There are four types of welding processes to choose from: MIG, Stick, Flux-Cored and TIG. The stick welding, also known as SMAW, is usually the first process that is learned. It is used for quick repairs, and is easy to set up as it uses a stick electrode. Stick welding is slower than wire welding. It is more forgiving when working with rusty or dirty metal, and is not recommended to use in sheet metal welding.

MIG welding is a welder that uses a metal inert gas. This gas is a shielding gas that is to protect the weld from being contaminated. The gas is pumped into the welding gun through a gas bottle. This process, however, can be difficult to use outdoors and requires a gas bottle be carried around with you during the welding. Flux-cored welding is most often done outside, and uses a wire that does not require shielding gas.

The last welding process is called TIG. According to Bend-It (www.benditinc.com), this process is used more often for architectural or automotive work for thin metal and sheet metal to achieve the seamless look. The TIG welding is by far the hardest to learn, but with a little focus and effort, proficiency is certainly achievable.

Safety

When it comes to welding work, safety is not an option. Safety glasses, fire resistant jackets, welding gloves, and a helmet are just a few of the things that are smart for any welder to have on hand. You will also need to have adequate ventilation if you are welding indoors, and make sure you do not work on or near anything that is flammable. Give yourself plenty of space to let the sparks fly.

Voltage and Materials

For thinner materials, use a lower voltage; where the higher the voltage we give you the ability to break through the thicker materials. As a beginner, look for a welder that uses both voltages so as you get more confident you will be able to weld the thicker materials. Some examples of these materials are aluminum, mild steel, and stainless metals that come in varying thicknesses.

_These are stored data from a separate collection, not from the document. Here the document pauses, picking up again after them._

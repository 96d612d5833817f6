use std::collections::HashMap;
use std::sync::Arc;

use dashmap::DashMap;

use super::bucket::TokenBucket;
use super::config::RateLimitConfig;
use super::host::{HostLimiter, HostStats};
use super::key::HostKey;
use crate::types::Result;

/// Lazily creates and caches one [`HostLimiter`] per host key.
///
/// The registry guarantees that at most one limiter instance ever exists per
/// key, even when multiple workers race to first-access the same key. Growth
/// is proportional to the number of distinct hosts observed in a run, not to
/// the number of requests.
///
/// A registry is owned by whoever drives the batch (constructor injection
/// into [`crate::FetchPool`]); there is no process-wide singleton.
#[derive(Debug)]
pub struct LimiterRegistry {
    hosts: DashMap<HostKey, Arc<HostLimiter>>,
    config: RateLimitConfig,
}

impl LimiterRegistry {
    /// Create an empty registry.
    ///
    /// The configuration is validated here, once, so that later
    /// [`get_or_create`](LimiterRegistry::get_or_create) calls cannot fail on
    /// misconfiguration.
    ///
    /// # Errors
    ///
    /// Returns [`crate::ErrorKind::InvalidLimiterConfig`] for an invalid
    /// configuration.
    pub fn new(config: RateLimitConfig) -> Result<Self> {
        config.validate()?;
        Ok(Self {
            hosts: DashMap::new(),
            config,
        })
    }

    /// Get the limiter for `key`, creating it on first access.
    ///
    /// # Panics
    ///
    /// Panics if the validated bucket parameters are rejected, which would be
    /// an internal invariant violation.
    #[must_use]
    pub fn get_or_create(&self, key: &HostKey) -> Arc<HostLimiter> {
        if let Some(limiter) = self.hosts.get(key) {
            return limiter.clone();
        }

        let bucket = TokenBucket::new(self.config.bucket_capacity, self.config.refill_per_second)
            // parameters were validated when the registry was built
            .expect("validated bucket parameters were rejected");
        let limiter = Arc::new(HostLimiter::new(
            key.clone(),
            self.config.per_host_concurrency,
            bucket,
        ));

        // Another worker may have created the limiter between the lookup
        // above and this insert; the entry API resolves the race in favor of
        // whichever instance landed first.
        match self.hosts.entry(key.clone()) {
            dashmap::mapref::entry::Entry::Occupied(entry) => entry.get().clone(),
            dashmap::mapref::entry::Entry::Vacant(entry) => entry.insert(limiter).clone(),
        }
    }

    /// Number of distinct hosts observed so far.
    #[must_use]
    pub fn host_count(&self) -> usize {
        self.hosts.len()
    }

    /// Snapshot of per-host statistics for every host seen so far.
    #[must_use]
    pub fn all_host_stats(&self) -> HashMap<String, HostStats> {
        self.hosts
            .iter()
            .map(|entry| (entry.key().to_string(), entry.value().stats()))
            .collect()
    }

    /// The configuration this registry builds limiters from.
    #[must_use]
    pub const fn config(&self) -> &RateLimitConfig {
        &self.config
    }
}
//! Immediate operand layout.
//!
//! An immediate is 8 payload bytes followed by a marker byte. The marker's
//! low bit selects the payload byte order, so the interpreter never relies
//! on host endianness. When bit 1 is set the payload is XOR-masked and the
//! 8-byte mask follows the marker in the same byte order. The upper six
//! marker bits are noise.

use crate::entropy::EntropySource;

pub const MARKER_BIG_ENDIAN: u8 = 0b01;
pub const MARKER_MASKED: u8 = 0b10;
const MARKER_FLAGS: u8 = MARKER_BIG_ENDIAN | MARKER_MASKED;

/// Payload bytes of an immediate.
pub const PAYLOAD_LEN: usize = 8;

/// How one immediate is laid out in the stream.
#[derive(Debug, Clone, Copy, PartialEq, Eq)]
pub struct ImmLayout {
    pub big_endian: bool,
    pub mask: Option<u64>,
    noise: u8,
}

impl ImmLayout {
    pub fn new(big_endian: bool, mask: Option<u64>) -> Self {
        ImmLayout { big_endian, mask, noise: 0 }
    }

    /// Random byte order, marker noise and (if `masked`) mask key.
    pub fn random<S: EntropySource + ?Sized>(src: &mut S, masked: bool) -> Self {
        ImmLayout {
            big_endian: src.chance(50),
            mask: masked.then(|| src.entropy_u64()),
            noise: src.byte() & !MARKER_FLAGS,
        }
    }

    pub fn marker(&self) -> u8 {
        let mut marker = self.noise & !MARKER_FLAGS;
        if self.big_endian {
            marker |= MARKER_BIG_ENDIAN;
        }
        if self.mask.is_some() {
            marker |= MARKER_MASKED;
        }
        marker
    }

    /// Encoded size in bytes.
    pub fn encoded_len(&self) -> usize {
        PAYLOAD_LEN + 1 + if self.mask.is_some() { PAYLOAD_LEN } else { 0 }
    }

    /// Append the encoding of `value` to `out`.
    pub fn encode(&self, value: u64, out: &mut Vec<u8>) {
        let payload = value ^ self.mask.unwrap_or(0);
        out.extend_from_slice(&to_bytes(payload, self.big_endian));
        out.push(self.marker());
        if let Some(mask) = self.mask {
            out.extend_from_slice(&to_bytes(mask, self.big_endian));
        }
    }
}

fn to_bytes(v: u64, big_endian: bool) -> [u8; 8] {
    if big_endian {
        v.to_be_bytes()
    } else {
        v.to_le_bytes()
    }
}

fn from_bytes(bytes: [u8; 8], big_endian: bool) -> u64 {
    if big_endian {
        u64::from_be_bytes(bytes)
    } else {
        u64::from_le_bytes(bytes)
    }
}

/// Whether a mask key follows this marker.
pub fn marker_is_masked(marker: u8) -> bool {
    marker & MARKER_MASKED != 0
}

/// Reassemble a value from its payload, marker and optional mask bytes.
pub fn decode(payload: [u8; 8], marker: u8, mask: Option<[u8; 8]>) -> u64 {
    let big_endian = marker & MARKER_BIG_ENDIAN != 0;
    let value = from_bytes(payload, big_endian);
    match mask {
        Some(mask) if marker_is_masked(marker) => value ^ from_bytes(mask, big_endian),
        _ => value,
    }
}

#[cfg(test)]
mod tests {
    use super::*;
    use rand::rngs::StdRng;
    use rand::SeedableRng;

    fn split(bytes: &[u8]) -> u64 {
        let payload: [u8; 8] = bytes[..8].try_into().unwrap();
        let marker = bytes[8];
        let mask = marker_is_masked(marker).then(|| bytes[9..17].try_into().unwrap());
        decode(payload, marker, mask)
    }

    #[test]
    fn test_both_byte_orders() {
        for big_endian in [false, true] {
            let layout = ImmLayout::new(big_endian, None);
            let mut out = Vec::new();
            layout.encode(0x0102_0304_0506_0708, &mut out);
            assert_eq!(out.len(), 9);
            assert_eq!(out[0], if big_endian { 0x01 } else { 0x08 });
            assert_eq!(split(&out), 0x0102_0304_0506_0708);
        }
    }

    #[test]
    fn test_masked_payload_hides_value() {
        let layout = ImmLayout::new(false, Some(0xA5A5_A5A5_A5A5_A5A5));
        let mut out = Vec::new();
        layout.encode(42, &mut out);
        assert_eq!(out.len(), layout.encoded_len());
        assert_eq!(out.len(), 17);
        assert_ne!(u64::from_le_bytes(out[..8].try_into().unwrap()), 42);
        assert_eq!(split(&out), 42);
    }

    #[test]
    fn test_random_layouts_decode() {
        let mut rng = StdRng::seed_from_u64(8);
        for i in 0..500u64 {
            let layout = ImmLayout::random(&mut rng, i % 2 == 0);
            let value = i.wrapping_mul(0x9E37_79B9_7F4A_7C15);
            let mut out = Vec::new();
            layout.encode(value, &mut out);
            assert_eq!(out.len(), layout.encoded_len());
            assert_eq!(split(&out), value);
        }
    }
}
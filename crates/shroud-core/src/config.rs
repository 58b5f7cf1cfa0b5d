//! Builder and interpreter configuration.

use std::ops::RangeInclusive;

use tracing::warn;

use crate::error::VmError;

/// Largest trailing padding a [`BuilderConfig`] may ask for.
pub const MAX_PADDING: usize = 4096;

/// Controls how much noise the [`Builder`](crate::vm::builder::Builder)
/// mixes into a program.
#[derive(Debug, Clone, PartialEq, Eq)]
pub struct BuilderConfig {
    /// Chance (percent) that a morphable instruction is replaced by an
    /// equivalent multi-instruction sequence.
    pub morph_percent: u8,
    /// Chance (percent) that a single decoy byte is prepended.
    pub junk_percent: u8,
    /// Chance (percent) that an instruction is wrapped as junk+real+junk.
    pub triple_percent: u8,
    /// Chance (percent), per instruction boundary, that a byte from the
    /// shadow stream is interleaved.
    pub interleave_percent: u8,
    /// Number of random bytes appended after the executable part.
    pub padding: RangeInclusive<usize>,
    /// Store a mask key next to each immediate and XOR the payload with it.
    pub mask_immediates: bool,
}

impl Default for BuilderConfig {
    fn default() -> Self {
        BuilderConfig {
            morph_percent: 25,
            junk_percent: 20,
            triple_percent: 15,
            interleave_percent: 6,
            padding: 8..=32,
            mask_immediates: true,
        }
    }
}

impl BuilderConfig {
    /// No morphs, junk, interleave or masking. Padding is still applied.
    pub fn plain() -> Self {
        BuilderConfig {
            morph_percent: 0,
            junk_percent: 0,
            triple_percent: 0,
            interleave_percent: 0,
            mask_immediates: false,
            ..Self::default()
        }
    }

    pub fn with_morph_percent(mut self, percent: u8) -> Self {
        self.morph_percent = percent.min(100);
        self
    }

    pub fn with_junk_percent(mut self, percent: u8) -> Self {
        self.junk_percent = percent.min(100);
        self
    }

    pub fn with_triple_percent(mut self, percent: u8) -> Self {
        self.triple_percent = percent.min(100);
        self
    }

    pub fn with_interleave_percent(mut self, percent: u8) -> Self {
        self.interleave_percent = percent.min(100);
        self
    }

    pub fn with_padding(mut self, padding: RangeInclusive<usize>) -> Self {
        self.padding = padding;
        self
    }

    pub fn with_mask_immediates(mut self, mask: bool) -> Self {
        self.mask_immediates = mask;
        self
    }

    pub fn validate(&self) -> Result<(), VmError> {
        if self.padding.is_empty() || *self.padding.end() > MAX_PADDING {
            return Err(VmError::InvalidConfig(format!(
                "padding {:?} must be a non-empty range within 0..={MAX_PADDING}",
                self.padding
            )));
        }
        Ok(())
    }

    /// `self` when valid, otherwise `self` with the default padding.
    pub fn sanitized(&self) -> BuilderConfig {
        match self.validate() {
            Ok(()) => self.clone(),
            Err(err) => {
                warn!(%err, "falling back to default padding");
                BuilderConfig {
                    padding: BuilderConfig::default().padding,
                    ..self.clone()
                }
            }
        }
    }
}

/// Interpreter limits.
#[derive(Debug, Clone, PartialEq, Eq)]
pub struct VmConfig {
    /// Base instruction ceiling for one run.
    pub max_instructions: u64,
    /// Random extra instructions added to the ceiling, drawn from
    /// `0..budget_jitter` per run.
    pub budget_jitter: u64,
    /// Real operand stack depth.
    pub stack_capacity: usize,
    /// Decoy stack depth. Must not exceed `stack_capacity`.
    pub decoy_stack_capacity: usize,
    /// Range the per-run analysis probe interval is drawn from.
    pub check_interval: RangeInclusive<u32>,
}

impl Default for VmConfig {
    fn default() -> Self {
        VmConfig {
            max_instructions: 100_000,
            budget_jitter: 4_096,
            stack_capacity: 256,
            decoy_stack_capacity: 192,
            check_interval: 64..=512,
        }
    }
}

impl VmConfig {
    pub fn with_max_instructions(mut self, max: u64) -> Self {
        self.max_instructions = max;
        self
    }

    pub fn with_budget_jitter(mut self, jitter: u64) -> Self {
        self.budget_jitter = jitter;
        self
    }

    /// Sets the real stack depth, shrinking the decoy stack if needed.
    pub fn with_stack_capacity(mut self, capacity: usize) -> Self {
        self.stack_capacity = capacity;
        self.decoy_stack_capacity = self.decoy_stack_capacity.min(capacity);
        self
    }

    pub fn with_decoy_stack_capacity(mut self, capacity: usize) -> Self {
        self.decoy_stack_capacity = capacity;
        self
    }

    pub fn with_check_interval(mut self, interval: RangeInclusive<u32>) -> Self {
        self.check_interval = interval;
        self
    }

    /// Checks the invariants the interpreter relies on.
    pub fn validate(&self) -> Result<(), VmError> {
        if self.max_instructions == 0 {
            return Err(VmError::InvalidConfig("max_instructions must be non-zero".into()));
        }
        if self.stack_capacity == 0 {
            return Err(VmError::InvalidConfig("stack_capacity must be non-zero".into()));
        }
        if self.decoy_stack_capacity > self.stack_capacity {
            return Err(VmError::InvalidConfig(format!(
                "decoy_stack_capacity ({}) exceeds stack_capacity ({})",
                self.decoy_stack_capacity, self.stack_capacity
            )));
        }
        if self.check_interval.is_empty() || *self.check_interval.start() == 0 {
            return Err(VmError::InvalidConfig(format!(
                "check_interval {:?} must be a non-empty range above zero",
                self.check_interval
            )));
        }
        Ok(())
    }

    /// `self` when valid, the defaults otherwise.
    pub fn sanitized(&self) -> VmConfig {
        match self.validate() {
            Ok(()) => self.clone(),
            Err(err) => {
                warn!(%err, "falling back to default VM configuration");
                VmConfig::default()
            }
        }
    }
}

#[cfg(test)]
mod tests {
    use super::*;

    #[test]
    fn test_default_vm_config_is_valid() {
        assert!(VmConfig::default().validate().is_ok());
    }

    #[test]
    fn test_zero_budget_rejected() {
        let cfg = VmConfig::default().with_max_instructions(0);
        assert!(matches!(cfg.validate(), Err(VmError::InvalidConfig(_))));
    }

    #[test]
    fn test_decoy_larger_than_real_rejected() {
        let cfg = VmConfig::default().with_decoy_stack_capacity(1024);
        assert!(cfg.validate().is_err());
        assert_eq!(cfg.sanitized(), VmConfig::default());
    }

    #[test]
    fn test_stack_capacity_shrinks_decoy() {
        let cfg = VmConfig::default().with_stack_capacity(16);
        assert_eq!(cfg.decoy_stack_capacity, 16);
        assert!(cfg.validate().is_ok());
    }

    #[test]
    fn test_empty_check_interval_rejected() {
        #[allow(clippy::reversed_empty_ranges)]
        let cfg = VmConfig::default().with_check_interval(10..=5);
        assert!(cfg.validate().is_err());
        let cfg = VmConfig::default().with_check_interval(0..=5);
        assert!(cfg.validate().is_err());
    }

    #[test]
    fn test_builder_padding_bounds() {
        assert!(BuilderConfig::default().validate().is_ok());
        assert!(BuilderConfig::default().with_padding(0..=0).validate().is_ok());

        let huge = BuilderConfig::plain().with_padding(8..=usize::MAX);
        assert!(matches!(huge.validate(), Err(VmError::InvalidConfig(_))));
        let fixed = huge.sanitized();
        assert_eq!(fixed.padding, 8..=32);
        assert_eq!(fixed.morph_percent, 0);

        #[allow(clippy::reversed_empty_ranges)]
        let reversed = BuilderConfig::default().with_padding(40..=10);
        assert!(reversed.validate().is_err());
    }

    #[test]
    fn test_builder_config_clamps_percent() {
        let cfg = BuilderConfig::default().with_junk_percent(250);
        assert_eq!(cfg.junk_percent, 100);
    }
}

Consumables and User Interface

According to Bend-It Inc., one of the trusted pipe bending companies, it is important to find a welding tool that will automatically dial in the welding settings that you are going to use. You are going to need to match the consumable with the process you will be using, as well as the material you will be working with most often.

Once you decide that you want to learn how to weld, there are several things you need to do before you get started. You need to make sure you will be able to work and be safe. You will need to do some research on what type welder to use, as well as, what process you want to start with. The next thing you need to figure out is the voltage that will be needed as well as the materials that will be used.